Venice agreement for peatlands
The Venice Agreement represents a declaration of commitment by peatland custodians, scientists and artists together with representatives of indigenous communities, climate policy, nature conservation and economy from around the world to focus on and protect the ecological and cultural significance of these special ecosystems. It takes a bottom-up approach that recognises local initiatives as important actors in the international process of peatland conservation. The Venice Agreement recognises that the well-being of people and peatlands are intimately linked and that thoughtful, responsible and accountable action can protect and restore this unique relationship for generations to come.

Related Projects
Peatlands are ancestors, are memory, are futures.

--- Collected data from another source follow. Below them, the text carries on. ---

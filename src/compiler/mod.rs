//! Query compiler (verb module)
//!
//! Renders an [`AbstractQuery`](crate::query::AbstractQuery) for the backend
//! of its target source: SQL text for relational sources, an aggregation
//! spec for OLAP sources.

mod aggregation;
mod error;
mod resolve;
mod sql;

pub use aggregation::{compile_aggregation, AggregationSpec, GranularitySpec};
pub use error::CompileError;
pub use sql::{compile_sql, TIMESTAMP_ALIAS};

use crate::catalog::{Backend, Source};
use crate::query::AbstractQuery;

/// A query rendered for one backend
#[derive(Debug, Clone, PartialEq)]
pub enum CompiledQuery {
    Sql(String),
    Aggregation(AggregationSpec),
}

impl CompiledQuery {
    pub fn as_sql(&self) -> Option<&str> {
        match self {
            CompiledQuery::Sql(sql) => Some(sql),
            CompiledQuery::Aggregation(_) => None,
        }
    }

    pub fn as_aggregation(&self) -> Option<&AggregationSpec> {
        match self {
            CompiledQuery::Aggregation(spec) => Some(spec),
            CompiledQuery::Sql(_) => None,
        }
    }
}

/// Compile with the renderer matching the source's backend
pub fn compile(source: &Source, query: &AbstractQuery) -> Result<CompiledQuery, CompileError> {
    match source.backend {
        Backend::Relational { .. } => compile_sql(source, query).map(CompiledQuery::Sql),
        Backend::Olap { .. } => compile_aggregation(source, query).map(CompiledQuery::Aggregation),
    }
}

WETBEINGS gathers “old stories and new ones that can be medicine for our broken relationship with earth” (R. W. Kimmerer) from the biodiverse organism and troubled ecosystem of the Aukštumala peatland. The transdisciplinary program roots itself in this 9000 years old living archive in the delta of the Nemunas river at the Baltic coast and one of the largest peat extraction sites in the Baltics.
One of the earliest modern scientific studies on a peatland, Carl Albert Weber’s study of the Aukštumala peatland in Lithuania, published in 1902, is a starting point to critically interrogate the relationships of science and the utilisation, productivization, destruction and protection of peatlands across times and ideologies, and to activate diverse and wet perspectives on peatland ecologies, knowledges, cultures and economies.
WETBEINGS invites peatland beings, storytellers, scientists, artists, researchers and neighbors to listen deeply to the voices of water, moss, and memory. Over three days, participants engage in workshops, excursions, talks, performances, and ceremonies exploring the bog’s deep time and ecological memory, practices of environmental and cultural restoration, and the wet ecosystem’s social significance.